The increased numbers of cases are due to victim blaming, lack of access to adequate medical services and the lack of access to injustices.

 

Therefore we need change now”. Section 36 (1) of Nigerian constitution 1999 as amended says “every individual is entitled to respect for dignity of his/her person (a) says no personal shall be subject to torture or to inhuman or degrading treatment.”

 

She said rape is both an inhuman and degrading treatment against women and girls, it is disrespect to dignity and has a lasting negative effect to victims.

 

While responding, the Commissioner for Justice and Attorney General, Bauchi State, Barr Yakubu Bello Kirfi assured the groups that the perpetrators would not go unpunished. He charged the NGOs to always copy the ministry of any reported case of rape in the society.

 

Bello stated that Conference of Attorneys General had a virtual meeting where issue of rape and violence against women was discussed on how to address the menace.
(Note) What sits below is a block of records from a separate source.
use std::collections::HashMap;
use std::fs::File;
use std::io::Read;
use std::path::{Path, PathBuf};

use anyhow::{Context, Result};
use serde::Deserialize;
use tracing::{debug, warn};

use super::TargetPaths;
use super::extract::{self, LayerSource};
use super::index;

// ---- `docker save` archive structs (manifest.json) ----

#[derive(Deserialize)]
struct ManifestEntry {
    #[serde(rename = "Config", default)]
    config: Option<String>,
    #[serde(rename = "Layers", default)]
    layers: Vec<String>,
}

// ---- Embedded image config (for direct tar input) ----

#[derive(Deserialize)]
struct ImageConfig {
    #[serde(default)]
    config: Option<RunConfig>,
    #[serde(default)]
    history: Vec<HistoryEntry>,
}

#[derive(Deserialize)]
struct RunConfig {
    #[serde(rename = "User", default)]
    user: Option<String>,
}

#[derive(Deserialize)]
struct HistoryEntry {
    created_by: Option<String>,
}

/// Run-as-user and build history read out of the archive itself, used when
/// no runtime client is available to inspect the image.
#[derive(Debug, Default)]
pub struct EmbeddedIdentity {
    pub user: Option<String>,
    pub history: Vec<String>,
}

/// Populate `rootfs` from the image archive at `archive_path`.
///
/// Layers are selectively extracted in manifest order, so a later layer wins
/// on path conflicts. With no usable manifest the walker falls back to
/// treating every `*.tar`/`*.tar.gz`/`*.tgz` entry as a layer, in listing
/// order. Per-layer failures never escape; only an unreadable archive does.
/// The archive file itself is left in place — it is a handoff artifact.
pub fn assemble_rootfs(
    archive_path: &Path,
    rootfs: &Path,
    stage_dir: &Path,
    targets: &TargetPaths,
) -> Result<()> {
    std::fs::create_dir_all(rootfs)
        .with_context(|| format!("Failed to create {}", rootfs.display()))?;

    if let Some(manifest) = load_manifest(archive_path)?
        && !manifest.layers.is_empty()
    {
        match extract_declared_layers(archive_path, &manifest.layers, rootfs, stage_dir, targets) {
            Ok(extracted) if extracted > 0 => return Ok(()),
            Ok(_) => warn!("no declared layers found in archive, falling back to raw scan"),
            Err(e) => warn!(error = %e, "declared-layer extraction failed, falling back to raw scan"),
        }
    } else {
        debug!("no usable manifest, scanning archive for layer-like entries");
    }

    fallback_walk(archive_path, rootfs, targets)
}

/// Extract the layers a manifest declares, in manifest order.
///
/// One scan stages every declared layer blob to `stage_dir`; each staged blob
/// is then selectively extracted and deleted. Returns how many layers were
/// actually extracted.
fn extract_declared_layers(
    archive_path: &Path,
    layers: &[String],
    rootfs: &Path,
    stage_dir: &Path,
    targets: &TargetPaths,
) -> Result<usize> {
    let position: HashMap<String, usize> = layers
        .iter()
        .enumerate()
        .map(|(i, name)| (index::normalize(name), i))
        .collect();

    let mut staged: HashMap<usize, PathBuf> = HashMap::new();
    let file = File::open(archive_path)
        .with_context(|| format!("Failed to open {}", archive_path.display()))?;
    let mut archive = tar::Archive::new(file);

    for entry_result in archive.entries()? {
        let mut entry = entry_result?;
        let entry_path = index::normalize(&entry.path()?.to_string_lossy());
        if let Some(&i) = position.get(&entry_path) {
            let dest = stage_dir.join(format!("layer-{i:03}.tar"));
            let mut out = File::create(&dest)
                .with_context(|| format!("Failed to stage layer to {}", dest.display()))?;
            std::io::copy(&mut entry, &mut out)
                .with_context(|| format!("Failed to stage layer {entry_path}"))?;
            staged.insert(i, dest);
        }
    }

    let mut extracted = 0;
    for (i, name) in layers.iter().enumerate() {
        let Some(path) = staged.get(&i) else {
            warn!(layer = %name, "declared layer not present in archive");
            continue;
        };
        match extract::extract_layer(&LayerSource::Staged(path.clone()), targets, rootfs) {
            Ok(()) => extracted += 1,
            Err(e) => warn!(layer = %name, error = %e, "skipping unreadable layer"),
        }
        let _ = std::fs::remove_file(path);
    }

    Ok(extracted)
}

/// Best-effort path for archives without a usable manifest: any entry that
/// looks like a tarball is treated as a layer, in listing order.
fn fallback_walk(archive_path: &Path, rootfs: &Path, targets: &TargetPaths) -> Result<()> {
    let file = File::open(archive_path)
        .with_context(|| format!("Failed to open {}", archive_path.display()))?;
    let mut archive = tar::Archive::new(file);

    for entry_result in archive.entries()? {
        let mut entry = match entry_result {
            Ok(e) => e,
            Err(e) => {
                warn!(error = %e, "stopping raw scan on unreadable entry");
                break;
            }
        };
        let Ok(path) = entry.path() else { continue };
        let entry_path = path.to_string_lossy().to_string();
        if !(entry_path.ends_with(".tar")
            || entry_path.ends_with(".tar.gz")
            || entry_path.ends_with(".tgz"))
        {
            continue;
        }

        let mut data = Vec::new();
        if let Err(e) = entry.read_to_end(&mut data) {
            warn!(layer = %entry_path, error = %e, "skipping unreadable layer entry");
            continue;
        }
        if let Err(e) = extract::extract_layer(&LayerSource::Bytes(data), targets, rootfs) {
            warn!(layer = %entry_path, error = %e, "skipping unreadable layer");
        }
    }

    Ok(())
}

/// Locate and parse the manifest: `manifest.json`, or the first root-level
/// JSON entry as a fallback. A malformed manifest yields `None` — the caller
/// falls back to the raw scan rather than failing the analysis.
fn load_manifest(archive_path: &Path) -> Result<Option<ManifestEntry>> {
    let file = File::open(archive_path)
        .with_context(|| format!("Failed to open {}", archive_path.display()))?;
    let mut archive = tar::Archive::new(file);

    let mut manifest_data: Option<Vec<u8>> = None;
    let mut root_json: Option<Vec<u8>> = None;

    for entry_result in archive.entries()? {
        let mut entry = match entry_result {
            Ok(e) => e,
            Err(e) => {
                warn!(error = %e, "stopping manifest scan on unreadable entry");
                break;
            }
        };
        let Ok(path) = entry.path() else { continue };
        let entry_path = path.to_string_lossy().to_string();

        if entry_path == "manifest.json" {
            let mut data = Vec::new();
            if let Err(e) = entry.read_to_end(&mut data) {
                warn!(error = %e, "could not read manifest.json");
                break;
            }
            manifest_data = Some(data);
            break;
        } else if entry_path.ends_with(".json") && !entry_path.contains('/') && root_json.is_none()
        {
            let mut data = Vec::new();
            if entry.read_to_end(&mut data).is_ok() {
                root_json = Some(data);
            }
        }
    }

    let Some(data) = manifest_data.or(root_json) else {
        return Ok(None);
    };

    match serde_json::from_slice::<Vec<ManifestEntry>>(&data) {
        Ok(entries) => Ok(entries.into_iter().next()),
        Err(e) => {
            warn!(error = %e, "malformed manifest");
            Ok(None)
        }
    }
}

/// Read the configured user and build history from the config JSON embedded
/// in the archive. Every failure is tolerated — a missing config just means
/// the run-as-user is unknown.
pub fn read_identity(archive_path: &Path) -> EmbeddedIdentity {
    let config_name = match load_manifest(archive_path) {
        Ok(Some(ManifestEntry {
            config: Some(name), ..
        })) => index::normalize(&name),
        Ok(_) => {
            debug!("archive manifest names no config, image identity unknown");
            return EmbeddedIdentity::default();
        }
        Err(e) => {
            warn!(error = %e, "could not read archive manifest");
            return EmbeddedIdentity::default();
        }
    };

    let Some(data) = read_entry(archive_path, &config_name) else {
        warn!(config = %config_name, "image config not found in archive");
        return EmbeddedIdentity::default();
    };

    match serde_json::from_slice::<ImageConfig>(&data) {
        Ok(config) => EmbeddedIdentity {
            user: config.config.and_then(|c| c.user),
            history: config
                .history
                .into_iter()
                .filter_map(|h| h.created_by)
                .collect(),
        },
        Err(e) => {
            warn!(error = %e, "malformed image config");
            EmbeddedIdentity::default()
        }
    }
}

fn read_entry(archive_path: &Path, name: &str) -> Option<Vec<u8>> {
    let file = File::open(archive_path).ok()?;
    let mut archive = tar::Archive::new(file);

    for entry_result in archive.entries().ok()? {
        let mut entry = entry_result.ok()?;
        let entry_path = index::normalize(&entry.path().ok()?.to_string_lossy());
        if entry_path == name {
            let mut data = Vec::new();
            entry.read_to_end(&mut data).ok()?;
            return Some(data);
        }
    }
    None
}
Also, in a relative development, the Women Advocates Research and Documentation Center, WARDC has revealed that that it records 1,500 interventions in sexual and gender based violence cases annually in Nigeria.

 

The Executive Director, WARDC, Mrs. Abiola Akiyode-Afolabi told New Telegraph in an interview shortly after a one day training for women groups, students and lecturers of tertiary institutions on reportage of violence against women and girls that WARDC was supported by the African Women Development Fund based in Ghana to supports issues related to women and girls across Africa, including internally displaced persons.

 

She said that the essence of the training for the participants is to support a system in the higher institutions that can prevent sexual harassment and gender based violence as well as strengthen the university system to know what to do in addressing the menace.

 

According to her, establishing a sexual harassment response team in tertiary institutions across the state was very crucial so that students who are victims can access justice.

 

“There is an assumption that sexual harassment and other forms of gender based violence in the tertiary institutions do not exist, but we have seen from recent happening in the country, that they do occur within the university system.

 

We have observed that most university system and tertiary institutions do not have a strong structure in responding to these issues”

 

“So what we want to do is to support a system that can serve temporarily, especially for tertiary institutions that do not have a sexual harassment and gender based violence policy.

 

The whole idea is to empower a group that can lobby and create awareness as well as advocate for such policy development within the institution, so that young girls in the schools can be free from randy lecturers sexual harassment,” she said Mrs. Abiola said that in the twenty years existence of the organisation, WARDC has provided legal aid for women who suffered domestic violence, sexual harassment and other forms of violation of their fundamental human rights, adding that it also work on political participation for women, maternal health and supported passage of Violence against Persons Prohibition law VAPP in several states of the federation.